§ What you have to do:
Return all lines in the material below that contain "last".

---*---

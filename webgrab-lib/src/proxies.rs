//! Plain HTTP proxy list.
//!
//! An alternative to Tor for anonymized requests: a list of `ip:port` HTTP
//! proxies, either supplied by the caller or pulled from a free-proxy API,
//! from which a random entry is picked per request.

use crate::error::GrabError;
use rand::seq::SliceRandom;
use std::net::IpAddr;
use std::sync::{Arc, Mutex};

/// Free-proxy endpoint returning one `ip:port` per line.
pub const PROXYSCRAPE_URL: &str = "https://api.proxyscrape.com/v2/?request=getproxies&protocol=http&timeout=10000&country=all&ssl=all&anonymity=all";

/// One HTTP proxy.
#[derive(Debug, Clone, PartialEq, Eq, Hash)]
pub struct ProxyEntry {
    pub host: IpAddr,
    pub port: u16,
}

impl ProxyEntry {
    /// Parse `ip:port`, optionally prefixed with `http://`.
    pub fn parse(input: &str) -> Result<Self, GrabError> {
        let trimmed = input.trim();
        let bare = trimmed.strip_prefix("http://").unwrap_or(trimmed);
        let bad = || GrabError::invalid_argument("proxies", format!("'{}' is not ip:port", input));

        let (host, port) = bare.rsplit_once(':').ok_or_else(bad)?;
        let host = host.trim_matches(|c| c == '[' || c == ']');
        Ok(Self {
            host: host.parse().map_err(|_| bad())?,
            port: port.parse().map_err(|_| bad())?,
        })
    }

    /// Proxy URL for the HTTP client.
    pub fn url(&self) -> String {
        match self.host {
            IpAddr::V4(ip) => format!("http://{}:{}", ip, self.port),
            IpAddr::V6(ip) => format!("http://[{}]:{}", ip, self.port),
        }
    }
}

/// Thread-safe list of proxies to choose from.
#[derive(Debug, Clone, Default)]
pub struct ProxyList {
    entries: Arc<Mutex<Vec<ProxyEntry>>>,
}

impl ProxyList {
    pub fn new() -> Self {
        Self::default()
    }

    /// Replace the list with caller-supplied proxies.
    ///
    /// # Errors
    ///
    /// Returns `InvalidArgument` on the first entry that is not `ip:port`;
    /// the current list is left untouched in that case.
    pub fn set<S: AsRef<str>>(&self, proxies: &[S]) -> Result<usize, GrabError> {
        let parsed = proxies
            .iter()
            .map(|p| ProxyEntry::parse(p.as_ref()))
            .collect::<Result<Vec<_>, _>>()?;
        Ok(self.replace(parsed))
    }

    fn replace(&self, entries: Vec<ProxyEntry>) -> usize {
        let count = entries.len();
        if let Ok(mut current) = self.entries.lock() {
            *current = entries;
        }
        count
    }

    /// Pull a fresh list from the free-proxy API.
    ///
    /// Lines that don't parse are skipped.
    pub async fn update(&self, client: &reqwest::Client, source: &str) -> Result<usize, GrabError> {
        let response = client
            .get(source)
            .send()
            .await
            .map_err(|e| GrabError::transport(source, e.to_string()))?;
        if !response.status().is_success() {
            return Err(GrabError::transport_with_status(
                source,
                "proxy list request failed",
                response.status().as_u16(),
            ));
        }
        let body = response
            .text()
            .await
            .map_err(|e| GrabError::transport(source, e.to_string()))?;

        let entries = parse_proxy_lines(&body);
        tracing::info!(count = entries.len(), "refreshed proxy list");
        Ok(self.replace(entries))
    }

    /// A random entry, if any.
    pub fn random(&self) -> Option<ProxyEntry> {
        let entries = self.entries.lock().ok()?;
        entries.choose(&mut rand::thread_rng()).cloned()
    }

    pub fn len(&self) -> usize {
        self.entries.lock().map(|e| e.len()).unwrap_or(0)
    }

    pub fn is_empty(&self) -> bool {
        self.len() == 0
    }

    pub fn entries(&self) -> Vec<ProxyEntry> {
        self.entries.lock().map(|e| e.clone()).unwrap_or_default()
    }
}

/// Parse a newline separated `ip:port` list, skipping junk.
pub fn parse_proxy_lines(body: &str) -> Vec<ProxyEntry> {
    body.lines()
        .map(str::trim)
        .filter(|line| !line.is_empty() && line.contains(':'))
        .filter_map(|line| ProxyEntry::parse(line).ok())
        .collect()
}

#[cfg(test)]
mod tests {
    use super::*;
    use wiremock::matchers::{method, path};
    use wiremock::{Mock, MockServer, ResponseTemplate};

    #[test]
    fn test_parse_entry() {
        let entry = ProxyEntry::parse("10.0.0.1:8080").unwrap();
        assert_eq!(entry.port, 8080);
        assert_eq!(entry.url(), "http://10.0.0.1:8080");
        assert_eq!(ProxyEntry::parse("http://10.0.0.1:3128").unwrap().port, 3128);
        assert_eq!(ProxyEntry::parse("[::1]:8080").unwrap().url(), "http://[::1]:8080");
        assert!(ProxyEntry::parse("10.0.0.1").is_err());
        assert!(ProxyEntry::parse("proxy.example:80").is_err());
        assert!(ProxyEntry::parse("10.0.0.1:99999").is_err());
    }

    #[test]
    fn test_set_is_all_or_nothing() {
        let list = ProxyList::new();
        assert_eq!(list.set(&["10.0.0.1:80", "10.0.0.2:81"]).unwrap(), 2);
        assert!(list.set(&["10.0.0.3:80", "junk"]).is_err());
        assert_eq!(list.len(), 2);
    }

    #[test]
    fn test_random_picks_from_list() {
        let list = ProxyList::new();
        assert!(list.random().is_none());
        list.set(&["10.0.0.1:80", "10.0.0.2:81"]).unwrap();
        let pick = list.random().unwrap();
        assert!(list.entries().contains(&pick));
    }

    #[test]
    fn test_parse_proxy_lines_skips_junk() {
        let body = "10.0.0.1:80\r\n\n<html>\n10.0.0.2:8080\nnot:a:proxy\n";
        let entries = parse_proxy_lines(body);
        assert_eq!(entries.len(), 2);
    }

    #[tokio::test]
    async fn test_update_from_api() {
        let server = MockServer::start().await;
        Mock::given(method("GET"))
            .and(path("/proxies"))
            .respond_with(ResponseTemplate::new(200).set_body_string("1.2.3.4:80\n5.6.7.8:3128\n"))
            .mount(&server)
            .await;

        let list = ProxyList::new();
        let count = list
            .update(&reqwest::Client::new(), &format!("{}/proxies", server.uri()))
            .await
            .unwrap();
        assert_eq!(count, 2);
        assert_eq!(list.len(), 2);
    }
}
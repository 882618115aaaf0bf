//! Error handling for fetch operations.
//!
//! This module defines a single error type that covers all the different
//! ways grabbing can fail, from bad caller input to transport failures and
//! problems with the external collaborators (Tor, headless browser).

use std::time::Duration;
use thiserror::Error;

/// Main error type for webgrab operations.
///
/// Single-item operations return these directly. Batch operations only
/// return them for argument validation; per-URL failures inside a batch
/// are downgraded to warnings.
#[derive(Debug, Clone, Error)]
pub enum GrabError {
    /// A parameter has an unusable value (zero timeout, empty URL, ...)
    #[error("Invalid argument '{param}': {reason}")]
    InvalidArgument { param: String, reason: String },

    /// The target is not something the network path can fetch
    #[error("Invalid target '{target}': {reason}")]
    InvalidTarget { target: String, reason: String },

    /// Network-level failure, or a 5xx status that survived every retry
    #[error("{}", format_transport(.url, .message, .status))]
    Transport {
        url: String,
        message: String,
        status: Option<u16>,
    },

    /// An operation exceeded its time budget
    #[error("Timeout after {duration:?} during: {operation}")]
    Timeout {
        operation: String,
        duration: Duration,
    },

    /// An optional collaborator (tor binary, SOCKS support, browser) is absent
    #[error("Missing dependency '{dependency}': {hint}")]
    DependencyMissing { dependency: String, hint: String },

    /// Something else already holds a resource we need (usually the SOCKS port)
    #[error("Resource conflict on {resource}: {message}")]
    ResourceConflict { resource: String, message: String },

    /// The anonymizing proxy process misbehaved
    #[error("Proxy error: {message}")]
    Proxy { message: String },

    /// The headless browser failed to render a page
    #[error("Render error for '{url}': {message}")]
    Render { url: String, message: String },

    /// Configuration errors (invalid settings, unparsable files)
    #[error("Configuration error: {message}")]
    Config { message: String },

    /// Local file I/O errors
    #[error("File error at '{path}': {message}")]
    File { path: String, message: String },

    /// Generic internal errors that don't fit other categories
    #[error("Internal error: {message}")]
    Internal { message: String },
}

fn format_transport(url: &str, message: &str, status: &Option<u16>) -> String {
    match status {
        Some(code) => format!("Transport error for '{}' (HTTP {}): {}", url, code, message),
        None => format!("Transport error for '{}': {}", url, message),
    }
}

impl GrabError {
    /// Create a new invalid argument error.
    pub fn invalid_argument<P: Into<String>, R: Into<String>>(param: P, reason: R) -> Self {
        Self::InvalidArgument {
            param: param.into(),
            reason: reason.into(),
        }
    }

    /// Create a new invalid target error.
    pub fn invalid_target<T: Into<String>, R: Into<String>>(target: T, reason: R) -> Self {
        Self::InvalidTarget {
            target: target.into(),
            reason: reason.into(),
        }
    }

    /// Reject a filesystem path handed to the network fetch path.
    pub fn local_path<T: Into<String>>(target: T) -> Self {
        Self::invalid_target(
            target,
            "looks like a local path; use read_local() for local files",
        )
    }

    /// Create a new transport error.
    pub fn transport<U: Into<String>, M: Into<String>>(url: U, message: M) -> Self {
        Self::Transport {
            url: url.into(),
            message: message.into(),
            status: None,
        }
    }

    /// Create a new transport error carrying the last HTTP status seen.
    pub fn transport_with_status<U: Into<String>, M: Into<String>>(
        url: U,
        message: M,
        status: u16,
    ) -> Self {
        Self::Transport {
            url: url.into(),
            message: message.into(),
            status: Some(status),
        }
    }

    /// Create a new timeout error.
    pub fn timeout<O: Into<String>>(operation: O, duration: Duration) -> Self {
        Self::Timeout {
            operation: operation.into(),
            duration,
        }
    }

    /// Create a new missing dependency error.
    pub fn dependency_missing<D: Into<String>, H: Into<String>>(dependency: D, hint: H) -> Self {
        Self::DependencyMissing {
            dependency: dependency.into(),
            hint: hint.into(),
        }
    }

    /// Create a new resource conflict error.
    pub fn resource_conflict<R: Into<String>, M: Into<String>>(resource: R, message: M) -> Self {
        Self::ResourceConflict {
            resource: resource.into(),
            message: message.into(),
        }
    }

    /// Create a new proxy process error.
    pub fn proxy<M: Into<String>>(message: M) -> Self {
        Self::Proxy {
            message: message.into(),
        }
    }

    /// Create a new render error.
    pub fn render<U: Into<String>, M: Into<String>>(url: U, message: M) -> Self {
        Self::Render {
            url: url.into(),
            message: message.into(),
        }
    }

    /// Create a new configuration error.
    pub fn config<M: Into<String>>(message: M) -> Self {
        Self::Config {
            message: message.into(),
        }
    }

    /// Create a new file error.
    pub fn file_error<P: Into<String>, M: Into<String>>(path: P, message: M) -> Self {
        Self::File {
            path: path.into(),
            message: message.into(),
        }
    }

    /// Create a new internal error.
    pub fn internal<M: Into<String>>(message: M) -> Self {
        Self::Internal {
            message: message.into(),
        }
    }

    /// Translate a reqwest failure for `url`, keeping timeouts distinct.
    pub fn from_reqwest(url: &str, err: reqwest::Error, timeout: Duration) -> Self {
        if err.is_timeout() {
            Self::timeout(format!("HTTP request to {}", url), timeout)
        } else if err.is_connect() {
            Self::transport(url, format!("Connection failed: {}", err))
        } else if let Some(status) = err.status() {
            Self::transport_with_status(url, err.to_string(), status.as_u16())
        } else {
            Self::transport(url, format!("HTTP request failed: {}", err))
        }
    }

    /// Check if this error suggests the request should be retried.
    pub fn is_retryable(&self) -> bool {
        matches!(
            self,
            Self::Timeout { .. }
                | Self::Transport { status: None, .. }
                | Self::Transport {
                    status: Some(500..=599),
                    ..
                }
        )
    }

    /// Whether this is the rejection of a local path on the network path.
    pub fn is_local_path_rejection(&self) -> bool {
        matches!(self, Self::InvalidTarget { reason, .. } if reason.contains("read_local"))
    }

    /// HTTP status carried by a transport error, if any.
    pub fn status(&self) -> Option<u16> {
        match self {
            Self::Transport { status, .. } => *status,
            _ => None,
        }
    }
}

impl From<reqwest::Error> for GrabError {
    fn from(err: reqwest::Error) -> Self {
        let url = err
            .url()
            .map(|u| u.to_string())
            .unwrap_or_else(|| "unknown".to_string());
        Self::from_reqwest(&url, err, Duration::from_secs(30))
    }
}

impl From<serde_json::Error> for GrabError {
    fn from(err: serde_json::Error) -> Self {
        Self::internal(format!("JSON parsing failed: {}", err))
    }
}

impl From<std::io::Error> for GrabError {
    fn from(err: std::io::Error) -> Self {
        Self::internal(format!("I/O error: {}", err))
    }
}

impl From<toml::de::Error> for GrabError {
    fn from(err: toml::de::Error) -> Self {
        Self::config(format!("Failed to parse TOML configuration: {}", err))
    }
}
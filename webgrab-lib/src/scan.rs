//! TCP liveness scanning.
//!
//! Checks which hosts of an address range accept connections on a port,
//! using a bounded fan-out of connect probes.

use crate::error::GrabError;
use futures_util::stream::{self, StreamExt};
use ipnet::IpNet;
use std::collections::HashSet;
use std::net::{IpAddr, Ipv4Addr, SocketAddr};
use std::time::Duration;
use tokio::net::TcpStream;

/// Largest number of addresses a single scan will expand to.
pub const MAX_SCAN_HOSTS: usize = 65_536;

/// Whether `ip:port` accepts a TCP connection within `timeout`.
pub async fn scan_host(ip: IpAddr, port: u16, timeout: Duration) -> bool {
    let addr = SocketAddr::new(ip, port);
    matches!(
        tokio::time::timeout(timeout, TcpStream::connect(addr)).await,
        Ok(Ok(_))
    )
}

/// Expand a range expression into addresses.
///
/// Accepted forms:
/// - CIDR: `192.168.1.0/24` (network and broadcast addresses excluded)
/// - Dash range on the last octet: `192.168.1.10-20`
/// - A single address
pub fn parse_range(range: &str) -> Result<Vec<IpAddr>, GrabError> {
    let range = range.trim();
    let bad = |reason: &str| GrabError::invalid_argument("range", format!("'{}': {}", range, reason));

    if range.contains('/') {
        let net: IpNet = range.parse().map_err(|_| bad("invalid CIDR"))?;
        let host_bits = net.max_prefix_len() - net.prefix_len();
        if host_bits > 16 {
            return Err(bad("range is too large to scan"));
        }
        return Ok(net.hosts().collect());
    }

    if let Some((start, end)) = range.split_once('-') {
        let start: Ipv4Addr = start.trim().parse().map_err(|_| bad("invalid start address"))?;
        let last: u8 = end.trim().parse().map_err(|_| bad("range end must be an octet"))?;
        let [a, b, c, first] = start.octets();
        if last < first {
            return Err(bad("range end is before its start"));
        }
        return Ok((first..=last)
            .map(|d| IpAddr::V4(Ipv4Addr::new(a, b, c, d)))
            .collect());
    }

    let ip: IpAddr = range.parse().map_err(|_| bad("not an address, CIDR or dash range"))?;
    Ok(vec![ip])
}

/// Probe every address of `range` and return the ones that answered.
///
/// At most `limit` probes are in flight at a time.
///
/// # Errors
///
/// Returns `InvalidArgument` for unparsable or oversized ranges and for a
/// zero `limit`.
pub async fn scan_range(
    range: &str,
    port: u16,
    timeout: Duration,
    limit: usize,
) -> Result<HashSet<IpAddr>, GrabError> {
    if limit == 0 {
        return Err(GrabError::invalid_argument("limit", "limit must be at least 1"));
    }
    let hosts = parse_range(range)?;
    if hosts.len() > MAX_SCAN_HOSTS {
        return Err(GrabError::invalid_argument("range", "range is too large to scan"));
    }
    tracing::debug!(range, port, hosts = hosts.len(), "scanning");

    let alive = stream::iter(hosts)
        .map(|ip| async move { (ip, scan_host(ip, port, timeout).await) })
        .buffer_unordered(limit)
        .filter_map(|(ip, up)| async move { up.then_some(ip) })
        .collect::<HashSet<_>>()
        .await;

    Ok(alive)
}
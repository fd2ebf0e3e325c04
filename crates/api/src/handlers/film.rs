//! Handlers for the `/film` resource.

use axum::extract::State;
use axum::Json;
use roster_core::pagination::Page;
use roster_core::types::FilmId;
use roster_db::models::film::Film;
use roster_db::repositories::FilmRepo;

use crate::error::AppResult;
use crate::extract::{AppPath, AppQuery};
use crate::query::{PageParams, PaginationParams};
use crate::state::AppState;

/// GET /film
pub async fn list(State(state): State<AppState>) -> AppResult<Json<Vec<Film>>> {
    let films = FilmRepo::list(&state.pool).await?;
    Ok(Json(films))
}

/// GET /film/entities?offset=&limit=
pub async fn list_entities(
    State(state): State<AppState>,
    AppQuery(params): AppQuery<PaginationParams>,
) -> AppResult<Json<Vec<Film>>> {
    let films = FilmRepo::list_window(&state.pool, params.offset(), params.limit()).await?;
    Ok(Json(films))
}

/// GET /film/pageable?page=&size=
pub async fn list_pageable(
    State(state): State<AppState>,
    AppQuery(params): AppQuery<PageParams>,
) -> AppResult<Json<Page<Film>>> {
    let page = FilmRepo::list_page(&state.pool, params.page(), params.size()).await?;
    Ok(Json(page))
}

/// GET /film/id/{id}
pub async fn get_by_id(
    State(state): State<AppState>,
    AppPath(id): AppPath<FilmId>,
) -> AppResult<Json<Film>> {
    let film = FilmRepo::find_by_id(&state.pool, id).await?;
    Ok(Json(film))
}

---*---

§ The completed task:
    /// Create a new transport error carrying the last HTTP status seen.
/// - Dash range on the last octet: `192.168.1.10-20`
        let last: u8 = end.trim().parse().map_err(|_| bad("range end must be an octet"))?;
        if last < first {
        return Ok((first..=last)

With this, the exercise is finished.